Maybe you have been coping with personality conflicts with coworkers, low self confidence due to being new in your field. Perhaps you have been working in a field you once loved but the impacts of the frontline work and the system you work within have lead to burn out, compassion fatigue or maybe even occupational stress injuries that have you on the sidelines.

These types of issues often show up outside of our jobs by impacting our relationship with our kids, partners, friends, family in our sex and intimate lives. We tend to reach out to distractions as a way to escape these feelings, face a system we can’t change or to distance from images and experiences we can never erase from our minds. Maybe your coping is no longer working for you; drinking/using/working too much, having affairs, taking it on our kids, or engaging in compulsive behaviours.
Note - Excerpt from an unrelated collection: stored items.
// Copyright 2021 Datafuse Labs
//
// Licensed under the Apache License, Version 2.0 (the "License");
// you may not use this file except in compliance with the License.
// You may obtain a copy of the License at
//
//     http://www.apache.org/licenses/LICENSE-2.0
//
// Unless required by applicable law or agreed to in writing, software
// distributed under the License is distributed on an "AS IS" BASIS,
// WITHOUT WARRANTIES OR CONDITIONS OF ANY KIND, either express or implied.
// See the License for the specific language governing permissions and
// limitations under the License.

mod exception;

pub use exception::ErrorCode;
pub use exception::Result;
impl Display for ScalarRef<'_> {
    fn fmt(&self, f: &mut Formatter<'_>) -> fmt::Result {
        match self {
            ScalarRef::Null => write!(f, "NULL"),
            ScalarRef::Boolean(v) => write!(f, "{}", v),
            ScalarRef::Int(v) => write!(f, "{}", v),
            ScalarRef::Long(v) => write!(f, "{}", v),
            ScalarRef::Float(v) => write!(f, "{}", v),
            ScalarRef::Double(v) => write!(f, "{}", v),
            ScalarRef::Decimal(v) => write!(f, "{}", v),
            ScalarRef::String(v) => write!(f, "{}", v),
            ScalarRef::DateTime(v) => write!(f, "{}", date_helper::format_datetime_micros(*v)),
            ScalarRef::DateTimeOffset(v) => {
                write!(f, "{}", date_helper::format_datetime_offset(*v))
            }
            ScalarRef::Array(col) => {
                write!(f, "[")?;
                for i in 0..col.len() {
                    if i > 0 {
                        write!(f, ", ")?;
                    }
                    write!(f, "{}", col.index(i))?;
                }
                write!(f, "]")
            }
            ScalarRef::Object(obj) => {
                write!(f, "{{")?;
                for (i, column) in obj.schema().columns().iter().enumerate() {
                    if i > 0 {
                        write!(f, ", ")?;
                    }
                    write!(f, "{}: {}", column.name(), obj.value(i).as_ref())?;
                }
                write!(f, "}}")
            }
            ScalarRef::Table(table) => {
                write!(f, "[")?;
                for row in 0..table.row_count() {
                    if row > 0 {
                        write!(f, ", ")?;
                    }
                    write!(f, "{}", ScalarRef::Object(table.row_object(row)))?;
                }
                write!(f, "]")
            }
        }
    }
}

impl Display for Scalar {
    fn fmt(&self, f: &mut Formatter<'_>) -> fmt::Result {
        write!(f, "{}", self.as_ref())
    }
}

/// A materialized typed column of values.
#[derive(Debug, Clone, EnumAsInner)]
pub enum Column {
    Boolean(Vec<bool>),
    Int(Vec<i32>),
    Long(Vec<i64>),
    Float(Vec<f32>),
    Double(Vec<f64>),
    Decimal(Vec<DecimalScalar>),
    String { data: Vec<u8>, offsets: Vec<u64> },
    DateTime(Vec<i64>),
    DateTimeOffset(Vec<DateTimeOffsetScalar>),
    Array { array: Box<Column>, offsets: Vec<u64> },
    Nullable { column: Box<Column>, validity: Vec<bool> },
    Any(Vec<Scalar>),
}

impl Column {
    pub fn len(&self) -> usize {
        match self {
            Column::Boolean(col) => col.len(),
            Column::Int(col) => col.len(),
            Column::Long(col) => col.len(),
            Column::Float(col) => col.len(),
            Column::Double(col) => col.len(),
            Column::Decimal(col) => col.len(),
            Column::String { offsets, .. } => offsets.len() - 1,
            Column::DateTime(col) => col.len(),
            Column::DateTimeOffset(col) => col.len(),
            Column::Array { offsets, .. } => offsets.len() - 1,
            Column::Nullable { validity, .. } => validity.len(),
            Column::Any(col) => col.len(),
        }
    }

    pub fn is_empty(&self) -> bool {
        self.len() == 0
    }

    pub fn data_type(&self) -> ResolvedType {
        match self {
            Column::Boolean(_) => ResolvedType::of(ValueType::Boolean),
            Column::Int(_) => ResolvedType::of(ValueType::Int),
            Column::Long(_) => ResolvedType::of(ValueType::Long),
            Column::Float(_) => ResolvedType::of(ValueType::Float),
            Column::Double(_) => ResolvedType::of(ValueType::Double),
            Column::Decimal(_) => ResolvedType::of(ValueType::Decimal),
            Column::String { .. } => ResolvedType::of(ValueType::String),
            Column::DateTime(_) => ResolvedType::of(ValueType::DateTime),
            Column::DateTimeOffset(_) => ResolvedType::of(ValueType::DateTimeOffset),
            Column::Array { array, .. } => ResolvedType::array(array.data_type()),
            Column::Nullable { column, .. } => column.data_type(),
            Column::Any(_) => ResolvedType::any(),
        }
    }

    pub fn index(&self, index: usize) -> ScalarRef<'_> {
        match self {
            Column::Boolean(col) => ScalarRef::Boolean(col[index]),
            Column::Int(col) => ScalarRef::Int(col[index]),
            Column::Long(col) => ScalarRef::Long(col[index]),
            Column::Float(col) => ScalarRef::Float(OrderedFloat(col[index])),
            Column::Double(col) => ScalarRef::Double(OrderedFloat(col[index])),
            Column::Decimal(col) => ScalarRef::Decimal(col[index]),
            Column::String { data, offsets } => {
                let bytes = &data[(offsets[index] as usize)..(offsets[index + 1] as usize)];
                // only valid UTF-8 is ever pushed
                ScalarRef::String(std::str::from_utf8(bytes).unwrap())
            }
            Column::DateTime(col) => ScalarRef::DateTime(col[index]),
            Column::DateTimeOffset(col) => ScalarRef::DateTimeOffset(col[index]),
            Column::Array { array, offsets } => ScalarRef::Array(
                array.slice((offsets[index] as usize)..(offsets[index + 1] as usize)),
            ),
            Column::Nullable { column, validity } => {
                if validity[index] {
                    column.index(index)
                } else {
                    ScalarRef::Null
                }
            }
            Column::Any(col) => col[index].as_ref(),
        }
    }

    pub fn slice(&self, range: Range<usize>) -> Self {
        match self {
            Column::Boolean(col) => Column::Boolean(col[range].to_vec()),
            Column::Int(col) => Column::Int(col[range].to_vec()),
            Column::Long(col) => Column::Long(col[range].to_vec()),
            Column::Float(col) => Column::Float(col[range].to_vec()),
            Column::Double(col) => Column::Double(col[range].to_vec()),
            Column::Decimal(col) => Column::Decimal(col[range].to_vec()),
            Column::String { data, offsets } => {
                let offsets = offsets[range.start..range.end + 1].to_vec();
                Column::String {
                    data: data.clone(),
                    offsets,
                }
            }
            Column::DateTime(col) => Column::DateTime(col[range].to_vec()),
            Column::DateTimeOffset(col) => Column::DateTimeOffset(col[range].to_vec()),
            Column::Array { array, offsets } => {
                let offsets = offsets[range.start..range.end + 1].to_vec();
                Column::Array {
                    array: array.clone(),
                    offsets,
                }
            }
            Column::Nullable { column, validity } => Column::Nullable {
                column: Box::new(column.slice(range.clone())),
                validity: validity[range].to_vec(),
            },
            Column::Any(col) => Column::Any(col[range].to_vec()),
        }
    }

    pub fn iter(&self) -> ColumnIterator<'_> {
        ColumnIterator {
            column: self,
            index: 0,
            len: self.len(),
        }
    }
}

impl PartialEq for Column {
    fn eq(&self, other: &Self) -> bool {
        self.len() == other.len() && (0..self.len()).all(|i| self.index(i) == other.index(i))
    }
}

impl Eq for Column {}

pub struct ColumnIterator<'a> {
    column: &'a Column,
    index: usize,
    len: usize,
}

impl<'a> Iterator for ColumnIterator<'a> {
    type Item = ScalarRef<'a>;

    fn next(&mut self) -> Option<Self::Item> {
        if self.index < self.len {
            let item = self.column.index(self.index);
            self.index += 1;
            Some(item)
        } else {
            None
        }
    }

    fn size_hint(&self) -> (usize, Option<usize>) {
        let remain = self.len - self.index;
        (remain, Some(remain))
    }
}

/// Mutable mirror of `Column`. This is the vector factory the execution
/// context hands to operators; every typed builder is wrapped nullable since
/// any row may independently be null.
#[derive(Debug, Clone, EnumAsInner)]
pub enum ColumnBuilder {
    Boolean(Vec<bool>),
    Int(Vec<i32>),
    Long(Vec<i64>),
    Float(Vec<f32>),
    Double(Vec<f64>),
    Decimal(Vec<DecimalScalar>),
    String { data: Vec<u8>, offsets: Vec<u64> },
    DateTime(Vec<i64>),
    DateTimeOffset(Vec<DateTimeOffsetScalar>),
    Array { array: Box<ColumnBuilder>, offsets: Vec<u64> },
    Nullable { column: Box<ColumnBuilder>, validity: Vec<bool> },
    Any(Vec<Scalar>),
}
// Copyright 2021 Datafuse Labs
//
// Licensed under the Apache License, Version 2.0 (the "License");
// you may not use this file except in compliance with the License.
// You may obtain a copy of the License at
//
//     http://www.apache.org/licenses/LICENSE-2.0
//
// Unless required by applicable law or agreed to in writing, software
// distributed under the License is distributed on an "AS IS" BASIS,
// WITHOUT WARRANTIES OR CONDITIONS OF ANY KIND, either express or implied.
// See the License for the specific language governing permissions and
// limitations under the License.

use serde_json::json;
use tessera_common_expression::ArithmeticOp;
use tessera_common_expression::ComparisonOp;
use tessera_common_expression::Expr;
use tessera_common_expression::ResolvedType;
use tessera_common_expression::TableSourceReference;
use tessera_common_expression::ValueType;
use tessera_common_sql::PredicateAnalyzer;
use tessera_common_storages_search::SearchQueryBuilder;

fn source(id: i32) -> TableSourceReference {
    let _ = env_logger::builder().is_test(true).try_init();
    TableSourceReference::new(id, format!("table{}", id), format!("t{}", id))
}

fn column(name: &str, ts: &TableSourceReference) -> Expr {
    Expr::column_of(name, ts.clone(), ResolvedType::of(ValueType::Int))
}

fn build(predicate: &Expr, ts: &TableSourceReference) -> tessera_common_storages_search::SearchQuery {
    let analysis = PredicateAnalyzer::analyze(predicate);
    SearchQueryBuilder::new(ts.clone()).build(&analysis)
}

#[test]
fn test_term_and_range_clauses() {
    let t0 = source(0);
    let predicate = Expr::and(
        Expr::equals(column("status", &t0), Expr::literal("active")),
        Expr::comparison(ComparisonOp::Gte, column("age", &t0), Expr::literal(21)),
    );
    let query = build(&predicate, &t0);
    assert_eq!(
        query.dsl,
        json!({"query": {"bool": {
            "must": [
                {"term": {"status": "active"}},
                {"range": {"age": {"gte": 21}}},
            ],
            "must_not": [],
        }}})
    );
    assert!(query.post_filter.is_none());
}

#[test]
fn test_mirrored_comparison() {
    let t0 = source(0);
    // 21 <= age means age >= 21
    let predicate = Expr::comparison(ComparisonOp::Lte, Expr::literal(21), column("age", &t0));
    let query = build(&predicate, &t0);
    assert_eq!(
        query.dsl,
        json!({"query": {"bool": {
            "must": [{"range": {"age": {"gte": 21}}}],
            "must_not": [],
        }}})
    );
}

#[test]
fn test_neq_goes_to_must_not() {
    let t0 = source(0);
    let predicate = Expr::comparison(ComparisonOp::Neq, column("age", &t0), Expr::literal(3));
    let query = build(&predicate, &t0);
    assert_eq!(
        query.dsl,
        json!({"query": {"bool": {
            "must": [],
            "must_not": [{"term": {"age": 3}}],
        }}})
    );
}

#[test]
fn test_in_like_and_null_clauses() {
    let t0 = source(0);
    let predicate = Expr::and(
        Expr::and(
            Expr::in_list(
                column("kind", &t0),
                vec![Expr::literal(1), Expr::literal(2)],
                false,
            ),
            Expr::like(column("name", &t0), Expr::literal("pre%_x"), false),
        ),
        Expr::is_null(column("deleted_at", &t0), false),
    );
    let query = build(&predicate, &t0);
    assert_eq!(
        query.dsl,
        json!({"query": {"bool": {
            "must": [
                {"terms": {"kind": [1, 2]}},
                {"wildcard": {"name": "pre*?x"}},
            ],
            "must_not": [
                {"exists": {"field": "deleted_at"}},
            ],
        }}})
    );
    assert!(query.post_filter.is_none());
}

#[test]
fn test_is_not_null_is_a_must_exists() {
    let t0 = source(0);
    let predicate = Expr::is_null(column("name", &t0), true);
    let query = build(&predicate, &t0);
    assert_eq!(
        query.dsl,
        json!({"query": {"bool": {
            "must": [{"exists": {"field": "name"}}],
            "must_not": [],
        }}})
    );
}

#[test]
fn test_constant_value_sides_fold_before_translation() {
    let t0 = source(0);
    let predicate = Expr::comparison(
        ComparisonOp::Gt,
        column("age", &t0),
        Expr::arithmetic(ArithmeticOp::Add, Expr::literal(20), Expr::literal(1)),
    );
    let query = build(&predicate, &t0);
    assert_eq!(
        query.dsl,
        json!({"query": {"bool": {
            "must": [{"range": {"age": {"gt": 21}}}],
            "must_not": [],
        }}})
    );
}

#[test]
fn test_untranslatable_pairs_stay_in_post_filter() {
    let t0 = source(0);
    let t1 = source(1);
    let pushable = Expr::equals(column("status", &t0), Expr::literal("active"));
    let join = Expr::equals(column("id", &t0), column("ref_id", &t1));
    let disjunction = Expr::or(
        Expr::equals(column("a", &t0), Expr::literal(1)),
        Expr::equals(column("b", &t0), Expr::literal(2)),
    );
    let predicate = Expr::and(Expr::and(pushable, join.clone()), disjunction.clone());
    let query = build(&predicate, &t0);
    assert_eq!(
        query.dsl,
        json!({"query": {"bool": {
            "must": [{"term": {"status": "active"}}],
            "must_not": [],
        }}})
    );
    let post_filter = query.post_filter.unwrap();
    assert!(post_filter.semantic_eq(&Expr::and(join, disjunction)));
}
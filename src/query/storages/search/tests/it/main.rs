// Copyright 2021 Datafuse Labs
//
// Licensed under the Apache License, Version 2.0 (the "License");
// you may not use this file except in compliance with the License.
// You may obtain a copy of the License at
//
//     http://www.apache.org/licenses/LICENSE-2.0
//
// Unless required by applicable law or agreed to in writing, software
// distributed under the License is distributed on an "AS IS" BASIS,
// WITHOUT WARRANTIES OR CONDITIONS OF ANY KIND, either express or implied.
// See the License for the specific language governing permissions and
// limitations under the License.

mod query_builder;
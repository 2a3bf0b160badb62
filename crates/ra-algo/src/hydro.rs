//! Hydro iteration generator.
//!
//! For every iteration and every month it covers, picks one historical hydro
//! year consistent with the weather the iteration was drawn from and copies
//! that year-month's operating limits for each hydro project.
//!
//! **Algorithm:**
//! 1. Source year: the most frequent historical year among the month's
//!    study dates (a sync iteration's only year; earliest on ties).
//! 2. Look up the source `(year, month)` hydro bin.
//! 3. Per project, the candidates are the years whose `(year, month)` shares
//!    that bin and that have parameters for the project. The source year wins
//!    when it is a candidate; otherwise one candidate is drawn from the
//!    `(iteration, month)` stream, projects taken in name order.
//! 4. Every emitted triple must satisfy `min <= average <= max`.

use std::collections::{BTreeMap, HashMap};

use rand::Rng;
use ra_core::{
    stream_rng, HydroMonthParams, HydroYearBin, IterationSet, RaError, RaResult,
    WeatherDrawSettings,
};
use serde::{Deserialize, Serialize};

#[derive(Debug, Clone, PartialEq, Serialize, Deserialize)]
pub struct HydroIterationRow {
    pub project: String,
    pub weather_iteration: u32,
    pub month: u32,
    pub hydro_year: i32,
    pub hydro_bin: u32,
    pub average_power_fraction: f64,
    pub min_power_fraction: f64,
    pub max_power_fraction: f64,
}

fn check_bounds(row: &HydroIterationRow) -> RaResult<()> {
    let ordered = row.min_power_fraction <= row.average_power_fraction
        && row.average_power_fraction <= row.max_power_fraction;
    if ordered {
        Ok(())
    } else {
        Err(RaError::BoundsViolation {
            project: row.project.clone(),
            year: row.hydro_year,
            month: row.month,
            min: row.min_power_fraction,
            average: row.average_power_fraction,
            max: row.max_power_fraction,
        })
    }
}

pub fn generate_hydro_iterations(
    settings: &WeatherDrawSettings,
    iterations: &IterationSet,
    year_bins: &[HydroYearBin],
    params: &[HydroMonthParams],
) -> RaResult<Vec<HydroIterationRow>> {
    let bin_of: HashMap<(i32, u32), u32> = year_bins
        .iter()
        .map(|b| ((b.year, b.month), b.hydro_bin))
        .collect();
    let mut years_in_bin: BTreeMap<(u32, u32), Vec<i32>> = BTreeMap::new();
    for b in year_bins {
        years_in_bin
            .entry((b.month, b.hydro_bin))
            .or_default()
            .push(b.year);
    }
    for years in years_in_bin.values_mut() {
        years.sort_unstable();
    }
    let mut by_project: BTreeMap<&str, HashMap<(i32, u32), &HydroMonthParams>> = BTreeMap::new();
    for p in params {
        by_project
            .entry(p.project.as_str())
            .or_default()
            .insert((p.year, p.month), p);
    }

    let mut rows = Vec::new();
    for iteration in &iterations.iterations {
        for month in iteration.months() {
            let Some(source_year) = iteration.source_year(month) else {
                continue;
            };
            let hydro_bin =
                *bin_of
                    .get(&(source_year, month))
                    .ok_or_else(|| RaError::ClassificationGap {
                        key: format!("no hydro bin for year {source_year} month {month}"),
                    })?;
            let same_bin = years_in_bin
                .get(&(month, hydro_bin))
                .map(Vec::as_slice)
                .unwrap_or(&[]);
            let mut rng = stream_rng(
                settings.seed,
                &[
                    settings.weather_bins_id as u64,
                    settings.weather_draws_id as u64,
                    iteration.weather_iteration as u64,
                    month as u64,
                ],
            );
            for (project, table) in &by_project {
                let candidates: Vec<i32> = same_bin
                    .iter()
                    .copied()
                    .filter(|y| table.contains_key(&(*y, month)))
                    .collect();
                let hydro_year = if candidates.contains(&source_year) {
                    source_year
                } else {
                    match candidates.len() {
                        0 => {
                            return Err(RaError::MissingData {
                                series: format!("hydro_params/{project}"),
                                key: format!("month {month} hydro_bin {hydro_bin}"),
                            })
                        }
                        1 => candidates[0],
                        n => candidates[rng.gen_range(0..n)],
                    }
                };
                let source = table.get(&(hydro_year, month)).ok_or_else(|| {
                    RaError::MissingData {
                        series: format!("hydro_params/{project}"),
                        key: format!("year {hydro_year} month {month}"),
                    }
                })?;
                let row = HydroIterationRow {
                    project: project.to_string(),
                    weather_iteration: iteration.weather_iteration,
                    month,
                    hydro_year,
                    hydro_bin,
                    average_power_fraction: source.average_power_fraction,
                    min_power_fraction: source.min_power_fraction,
                    max_power_fraction: source.max_power_fraction,
                };
                check_bounds(&row)?;
                rows.push(row);
            }
        }
    }
    tracing::info!(
        group = %settings.group_label(),
        rows = rows.len(),
        "generated hydro iterations"
    );
    Ok(rows)
}

#[cfg(test)]
mod tests {
    use super::*;
    use chrono::NaiveDate;
    use ra_core::{IterationMode, WeatherIteration};

    fn settings() -> WeatherDrawSettings {
        WeatherDrawSettings {
            weather_bins_id: 1,
            weather_draws_id: 1,
            mode: IterationMode::MonteCarlo,
            seed: 5,
            iterations_seed: 6,
            n_iterations: 1,
            consider_day_types: true,
            study_year: Some(2030),
            bin_sequence: Default::default(),
            sync_years: None,
        }
    }

    fn day(draw: u32, study: (i32, u32, u32)) -> WeatherIteration {
        WeatherIteration {
            weather_bins_id: 1,
            weather_draws_id: 1,
            weather_iteration: 1,
            draw_number: draw,
            month: 1,
            day_type: 1,
            weather_day_bin: Some(1),
            study_calendar_date: NaiveDate::from_ymd_opt(2030, 1, draw).unwrap(),
            study_date: NaiveDate::from_ymd_opt(study.0, study.1, study.2).unwrap(),
        }
    }

    fn params(project: &str, year: i32, min: f64, avg: f64, max: f64) -> HydroMonthParams {
        HydroMonthParams {
            project: project.into(),
            year,
            month: 1,
            average_power_fraction: avg,
            min_power_fraction: min,
            max_power_fraction: max,
        }
    }

    fn bins() -> Vec<HydroYearBin> {
        vec![
            HydroYearBin {
                year: 2001,
                month: 1,
                hydro_bin: 1,
            },
            HydroYearBin {
                year: 2002,
                month: 1,
                hydro_bin: 2,
            },
            HydroYearBin {
                year: 2003,
                month: 1,
                hydro_bin: 2,
            },
        ]
    }

    #[test]
    fn modal_year_drives_the_lookup() {
        let set = IterationSet::from_rows(&[
            day(1, (2002, 1, 3)),
            day(2, (2002, 1, 9)),
            day(3, (2001, 1, 4)),
        ])
        .unwrap();
        let p = vec![
            params("dam", 2001, 0.1, 0.2, 0.3),
            params("dam", 2002, 0.2, 0.5, 0.8),
            params("dam", 2003, 0.3, 0.4, 0.9),
        ];
        let rows = generate_hydro_iterations(&settings(), &set, &bins(), &p).unwrap();
        assert_eq!(rows.len(), 1);
        assert_eq!(rows[0].hydro_year, 2002);
        assert_eq!(rows[0].hydro_bin, 2);
        assert_eq!(rows[0].average_power_fraction, 0.5);
    }

    #[test]
    fn missing_source_params_fall_back_to_same_bin_year() {
        let set = IterationSet::from_rows(&[day(1, (2002, 1, 3))]).unwrap();
        let p = vec![params("dam", 2003, 0.3, 0.4, 0.9)];
        let rows = generate_hydro_iterations(&settings(), &set, &bins(), &p).unwrap();
        assert_eq!(rows[0].hydro_year, 2003);
        assert_eq!(rows[0].hydro_bin, 2);
    }

    #[test]
    fn fallback_among_several_same_bin_years_is_seeded() {
        let wet: Vec<HydroYearBin> = (2001..=2004)
            .map(|year| HydroYearBin {
                year,
                month: 1,
                hydro_bin: 3,
            })
            .collect();
        let rows: Vec<WeatherIteration> = (1..=40)
            .map(|iteration| WeatherIteration {
                weather_iteration: iteration,
                ..day(1, (2001, 1, 3))
            })
            .collect();
        let set = IterationSet::from_rows(&rows).unwrap();
        let p = vec![
            params("dam", 2002, 0.1, 0.2, 0.3),
            params("dam", 2003, 0.2, 0.3, 0.4),
            params("dam", 2004, 0.3, 0.4, 0.5),
        ];

        let first = generate_hydro_iterations(&settings(), &set, &wet, &p).unwrap();
        let again = generate_hydro_iterations(&settings(), &set, &wet, &p).unwrap();
        assert_eq!(first, again);
        assert_eq!(first.len(), 40);
        assert!(first
            .iter()
            .all(|r| r.hydro_bin == 3 && (2002..=2004).contains(&r.hydro_year)));
        let chosen: std::collections::BTreeSet<i32> =
            first.iter().map(|r| r.hydro_year).collect();
        assert!(chosen.len() > 1, "every iteration picked {chosen:?}");

        let mut reseeded = settings();
        reseeded.seed = 99;
        let other = generate_hydro_iterations(&reseeded, &set, &wet, &p).unwrap();
        assert_ne!(
            first.iter().map(|r| r.hydro_year).collect::<Vec<_>>(),
            other.iter().map(|r| r.hydro_year).collect::<Vec<_>>()
        );
    }

    #[test]
    fn broken_ordering_is_surfaced() {
        let set = IterationSet::from_rows(&[day(1, (2001, 1, 3))]).unwrap();
        let p = vec![params("dam", 2001, 0.5, 0.2, 0.9)];
        let err = generate_hydro_iterations(&settings(), &set, &bins(), &p).unwrap_err();
        assert!(matches!(err, RaError::BoundsViolation { year: 2001, .. }));
    }

    #[test]
    fn unbinned_source_year_is_a_gap() {
        let set = IterationSet::from_rows(&[day(1, (1999, 1, 3))]).unwrap();
        let p = vec![params("dam", 2001, 0.1, 0.2, 0.3)];
        let err = generate_hydro_iterations(&settings(), &set, &bins(), &p).unwrap_err();
        assert!(matches!(err, RaError::ClassificationGap { .. }));
    }
}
I invite you to come in and we can talk about where you need to start to move forward.

Throughout my counselling career I have accessed counselling as a way to process my own impacts of bearing witness to incredible pain. My own therapy and the communities I have worked in have helped me to find hope, challenge systemic violence/discrimination where I can and to always come back to the resourcefulness, resilience and strength of my clients.

I have a strong passion to work with healthcare, first responders and other frontline social service providers to get to the bottom of what is triggering you and we work together to work through these issues an come up with a plan that will either get you back to work, addressing systemic issues if and when possible, or finding a way to a new path where you can still live by your values and find balance and peace despite what you have faced in the workplace. Counselling support is often one piece of the process of addressing workplace stress and a holistic approach that addresses physical, psychological, social and spiritual needs is best practice.